IMAGEN DE DOS PADRES CREADA CON INTELIGENCIA ARTIFICIAL... ASI SERIA...
Hay cosas que nunca te dije con palabras,
pero que gritaban dentro de mí cada vez que te miraba.
Cada vez que te amaba con el cuerpo,
cerraba los ojos y susurraba al universo
que ese fuera el instante…
ese,
el momento sagrado en que naciera nuestra hija.
Soñé tantas veces con el milagro de la vida entre nosotros.
Cada caricia, cada entrega, era una oración
para que una pequeña alma decidiera habitarnos.
Y cuando mi periodo llegaba,
me rompía por dentro,
me sentía incompleta,
me sentía menos mujer…
como si mi cuerpo me negara el sueño más grande que guardaba para ti.
¿Por qué quise tener un hijo tuyo?
Porque te amé,
te amé con una profundidad que no sé repetir.

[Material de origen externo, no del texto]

use crate::{SmootherError, SmootherParam, ProblemDims, QpBackend, QpWorkspace, QpData, TotsuBackend};
use crate::{calc_kernel, calc_offset, curvature_bound_sqr, AffineConstraint, PrimalWarmStart};

//

/// Smoothed path.
#[derive(Debug, Clone, PartialEq)]
pub struct SmoothedPath
{
    pub x: Vec<f64>,
    pub y: Vec<f64>,
    /// Curvature slack of each interior point.
    pub slack: Vec<f64>,
    /// QP objective of the last solve.
    pub objective: f64,
    /// Number of QP solves, the first one included.
    pub sqp_iterations: usize,
}

impl SmoothedPath
{
    /// Point sequence of the path.
    pub fn points(&self) -> impl Iterator<Item=(f64, f64)> + '_
    {
        self.x.iter().copied().zip(self.y.iter().copied())
    }
}

fn extract_points(dims: &ProblemDims, x: &[f64]) -> Vec<(f64, f64)>
{
    assert!(x.len() >= dims.num_pos_vars);

    x[0.. dims.num_pos_vars].chunks_exact(2)
        .map(|c| (c[0], c[1]))
        .collect()
}

//

/// FEM position deviation smoother with an SQP curvature loop
///
/// <script src="https://polyfill.io/v3/polyfill.min.js?features=es6"></script>
/// <script id="MathJax-script" async src="https://cdn.jsdelivr.net/npm/mathjax@3/es5/tex-mml-chtml.js"></script>
///
/// The first QP is linearized around the reference points.
/// Each outer iteration re-linearizes the curvature rows around the latest solution,
/// updates \\(A, l, u\\) of the same QP workspace and solves again,
/// until the relative objective change falls below [`SmootherParam::sqp_jtol`].
pub struct FemPosSqpSmoother<B: QpBackend = TotsuBackend>
{
    /// smoother parameters.
    pub par: SmootherParam,
    backend: B,
}

impl FemPosSqpSmoother
{
    /// Creates an instance with [`TotsuBackend`].
    ///
    /// Returns [`FemPosSqpSmoother`] instance.
    pub fn new() -> Self
    {
        Self::with_backend(TotsuBackend::new())
    }
}

impl Default for FemPosSqpSmoother
{
    fn default() -> Self
    {
        Self::new()
    }
}

impl<B: QpBackend> FemPosSqpSmoother<B>
{
    /// Creates an instance with a given QP backend.
    pub fn with_backend(backend: B) -> Self
    {
        FemPosSqpSmoother {
            par: SmootherParam::default(),
            backend,
        }
    }

    /// Changes smoother parameters.
    ///
    /// Returns [`FemPosSqpSmoother`] with its parameters changed.
    /// * `f` is a function to change parameters given by its argument.
    pub fn par<P>(mut self, f: P) -> Self
    where P: FnOnce(&mut SmootherParam)
    {
        f(&mut self.par);
        self
    }

    pub fn backend(&self) -> &B
    {
        &self.backend
    }

    fn validate(&self, ref_points: &[(f64, f64)], bounds: &[f64]) -> Result<ProblemDims, SmootherError>
    {
        if ref_points.is_empty() {
            log::error!("reference points empty");
            return Err(SmootherError::EmptyInput);
        }
        if ref_points.len() != bounds.len() {
            log::error!("{} reference points but {} bounds", ref_points.len(), bounds.len());
            return Err(SmootherError::SizeMismatch {
                points: ref_points.len(),
                bounds: bounds.len(),
            });
        }

        let dims = ProblemDims::new(ref_points.len()).map_err(|e| {
            log::error!("{}", e);
            e
        })?;

        if !self.par.weights().is_valid() {
            log::error!("invalid weights: {:?}", self.par.weights());
            return Err(SmootherError::InvalidInput);
        }
        if self.par.curvature_constraint.is_nan() || self.par.curvature_constraint <= 0. {
            log::error!("invalid curvature constraint: {}", self.par.curvature_constraint);
            return Err(SmootherError::InvalidInput);
        }
        if let Some(i) = bounds.iter().position(|b| !(b.is_finite() && *b >= 0.)) {
            log::error!("invalid bound at {}: {}", i, bounds[i]);
            return Err(SmootherError::InvalidInput);
        }
        if let Some(i) = ref_points.iter().position(|p| !(p.0.is_finite() && p.1.is_finite())) {
            log::error!("invalid reference point at {}: {:?}", i, ref_points[i]);
            return Err(SmootherError::InvalidInput);
        }

        Ok(dims)
    }

    fn objective_change(&self, prev: f64, obj: f64) -> f64
    {
        let diff = (prev - obj).abs();

        if prev.abs() <= self.par.sqp_jtol_abs {
            if diff <= self.par.sqp_jtol_abs {
                0.
            }
            else {
                f64::INFINITY
            }
        }
        else {
            diff / prev.abs()
        }
    }

    /// Smooths reference points.
    ///
    /// Returns `Ok` with a [`SmoothedPath`] or `Err` with [`SmootherError`] type.
    /// * `ref_points` is the reference point sequence, at least 3 points.
    /// * `bounds` is the half-width of the box around each reference point
    ///   within which the smoothed point lies.
    ///
    /// Input errors are detected before any QP workspace is set up.
    pub fn try_solve(&self, ref_points: &[(f64, f64)], bounds: &[f64]) -> Result<SmoothedPath, SmootherError>
    {
        let dims = self.validate(ref_points, bounds)?;
        log::trace!("{:?}", dims);

        let w = self.par.weights();
        let curvature_sqr = curvature_bound_sqr(ref_points, self.par.curvature_constraint);

        let mat_p = calc_kernel(&dims, &w);
        let vec_q = calc_offset(&dims, ref_points, &w);
        let mut cons = AffineConstraint::new(&dims, ref_points, bounds, curvature_sqr);
        let mut warm_start = PrimalWarmStart::new(&dims, ref_points);

        let data = QpData {
            mat_p,
            vec_q,
            mat_a: cons.mat_a.clone(),
            lower: cons.lower.clone(),
            upper: cons.upper.clone(),
        };

        let setup_err = |status| {
            log::error!("QP setup failed: {}", status);
            SmootherError::Setup(status)
        };
        let mut ws = self.backend.setup(data, &self.par.qp).map_err(setup_err)?;
        ws.warm_start_x(warm_start.as_slice()).map_err(setup_err)?;

        let info = ws.solve();
        if !info.status.is_success() {
            log::error!("initial QP solve failed: {}", info.status);
            return Err(SmootherError::InitialSolveFailed(info.status));
        }
        let mut points = extract_points(&dims, ws.solution());
        let mut prev_obj = info.obj_val;
        log::debug!("SQP iteration 0: objective {:.6e}", prev_obj);

        let mut eps = 1.;

        for itr in 1.. self.par.sqp_max_iter {
            let iter_err = |status| {
                log::error!("QP update failed at SQP iteration {}: {}", itr, status);
                SmootherError::IterativeSolveFailed {
                    iteration: itr,
                    status,
                }
            };

            cons.update(&dims, &points, curvature_sqr);
            ws.update_a_values(cons.mat_a.data()).map_err(iter_err)?;
            ws.update_bounds(&cons.lower, &cons.upper).map_err(iter_err)?;

            if self.par.refresh_warm_start {
                warm_start.update(&points);
                ws.warm_start_x(warm_start.as_slice()).map_err(iter_err)?;
            }

            let info = ws.solve();
            if !info.status.is_success() {
                log::error!("QP solve failed at SQP iteration {}: {}", itr, info.status);
                return Err(SmootherError::IterativeSolveFailed {
                    iteration: itr,
                    status: info.status,
                });
            }
            points = extract_points(&dims, ws.solution());

            eps = self.objective_change(prev_obj, info.obj_val);
            log::debug!("SQP iteration {}: objective {:.6e}, eps {:.3e}", itr, info.obj_val, eps);

            if eps < self.par.sqp_jtol {
                log::debug!("SQP converged in {} iterations", itr + 1);

                let (x, y) = points.into_iter().unzip();
                return Ok(SmoothedPath {
                    x,
                    y,
                    slack: ws.solution()[dims.num_pos_vars.. dims.num_vars].to_vec(),
                    objective: info.obj_val,
                    sqp_iterations: itr + 1,
                });
            }

            prev_obj = info.obj_val;
        }

        log::error!("SQP not converged in {} iterations: eps {:.3e}", self.par.sqp_max_iter, eps);
        Err(SmootherError::NotConverged(eps))
    }
}

//

/// Stateful interface of [`FemPosSqpSmoother`]
///
/// Set the reference points and bounds, invoke [`FemPosSqpInterface::solve`],
/// then read [`FemPosSqpInterface::x`] and [`FemPosSqpInterface::y`].
/// A failed solve leaves the previous result as it is.
pub struct FemPosSqpInterface<B: QpBackend = TotsuBackend>
{
    smoother: FemPosSqpSmoother<B>,
    ref_points: Vec<(f64, f64)>,
    bounds_around_refs: Vec<f64>,
    x: Vec<f64>,
    y: Vec<f64>,
}

impl FemPosSqpInterface
{
    pub fn new() -> Self
    {
        Self::with_smoother(FemPosSqpSmoother::new())
    }
}

impl Default for FemPosSqpInterface
{
    fn default() -> Self
    {
        Self::new()
    }
}

impl<B: QpBackend> FemPosSqpInterface<B>
{
    pub fn with_smoother(smoother: FemPosSqpSmoother<B>) -> Self
    {
        FemPosSqpInterface {
            smoother,
            ref_points: Vec::new(),
            bounds_around_refs: Vec::new(),
            x: Vec::new(),
            y: Vec::new(),
        }
    }

    pub fn par_mut(&mut self) -> &mut SmootherParam
    {
        &mut self.smoother.par
    }

    pub fn set_ref_points(&mut self, ref_points: Vec<(f64, f64)>)
    {
        self.ref_points = ref_points;
    }

    pub fn set_bounds_around_refs(&mut self, bounds_around_refs: Vec<f64>)
    {
        self.bounds_around_refs = bounds_around_refs;
    }

    /// Runs [`FemPosSqpSmoother::try_solve`].
    ///
    /// Returns `true` on success, `false` otherwise (the reason is logged).
    pub fn solve(&mut self) -> bool
    {
        match self.smoother.try_solve(&self.ref_points, &self.bounds_around_refs) {
            Ok(path) => {
                self.x = path.x;
                self.y = path.y;
                true
            },
            Err(e) => {
                log::debug!("solve failed: {}", e);
                false
            },
        }
    }

    pub fn x(&self) -> &[f64]
    {
        &self.x
    }

    pub fn y(&self) -> &[f64]
    {
        &self.y
    }
}

//

#[test]
fn test_objective_change()
{
    let s = FemPosSqpSmoother::new();

    assert_eq!(s.objective_change(-2., -1.), 0.5);
    assert_eq!(s.objective_change(0., 0.), 0.);
    assert_eq!(s.objective_change(0., 1e-12), 0.);
    assert_eq!(s.objective_change(0., 1.), f64::INFINITY);
    assert_eq!(s.objective_change(1e-300, 2e-300), 0.);
    assert_eq!(s.objective_change(1e-300, 1e-3), f64::INFINITY);
}

#[test]
fn test_extract_points()
{
    let dims = ProblemDims::new(3).unwrap();
    let pts = extract_points(&dims, &[1., 2., 3., 4., 5., 6., 0.5]);
    assert_eq!(pts, vec![(1., 2.), (3., 4.), (5., 6.)]);
}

Porque lo que sentí contigo
no ha cabido en ningún poema,
ninguna canción,
ni siquiera en esta carta.
Te amé en los días sencillos,
cuando salíamos a pescar y todo era risa,
sol en la piel,
paz en el alma.
Te amé cuando tocabas tu saxo
y yo te seguía con mi voz,
como si nuestras almas se entendieran
en un lenguaje sin palabras.
Ese era nuestro templo.
Te amé cuando compartíamos con mi hija,
y soñábamos que un día, ella tendría una hermanita.
Ella sería la hermana mayor,
la protectora,
la guía…
la que cuidaría de esa pequeña cuando yo ya no estuviera.
Y yo sentía, con el corazón lleno,
que por fin tendría una familia de verdad,
una tribu,
un hogar donde el amor no se rompía.
Ese hijo que soñamos habría sido un niño privilegiado…
porque habría conocido el amor profundo de su mamá,
la música de su padre,
la dulzura de mi madre,
la sabiduría de mi papá,
y también tus padres, con su cariño especial.
Habría crecido rodeado de historias, de arte,
de ternura,
de raíces fuertes.
Pero ese hijo no llegó.
Y aunque no fue,
queda vivo en mis recuerdos,
en mis lágrimas,
en las ayudanzas que nos dimos…
y en las que nos quedaron por dar.
Tenías una tristeza antigua en los ojos,
esa que decía:
“yo no tengo nada,
yo estoy solo en el mundo.”
Y yo quería darte algo que fuera eterno,
algo que nadie pudiera arrebatarte:
una hija,
una familia,
una raíz.
A mis 36 años,
comencé a sentir que el tiempo era cruel,
que el reloj me gritaba que ya era tarde,
que quizá…
ya no podría darte ese regalo.
Y eso me dolía más que cualquier despedida,
más que cualquier silencio tuyo.
La idea de que algún día otra mujer
te dé un hijo…
me corta el alma,
no por envidia,
sino por certeza.
Porque sé,
sé con cada célula,
que nadie va a sentir lo que yo sentí por ti
cuando estábamos juntos,
cuando el mundo se detenía
y yo juraba que los ángeles volaban alrededor de nosotros.
No quiero aferrarme a lo que no es,
pero no puedo negar lo que fue.
Tú marcaste mi cuerpo,
mi alma,
mi destino.
Y aunque ahora estemos distantes,
aunque la vida no nos haya regalado esa hija,
quiero que sepas esto:
Lo intenté con todo mi corazón.
Te amé con una devoción que ya no me cabe.
Y aún hoy, una parte de mí te lleva como si fueras familia,
aunque no tengamos papeles, ni hijos, ni hogar compartido.
Solo me queda desearte amor.
Un amor real, profundo, tierno.
Ojalá tú también lo encuentres,
así como yo estoy buscándome a mí misma entre los escombros de lo que fuimos.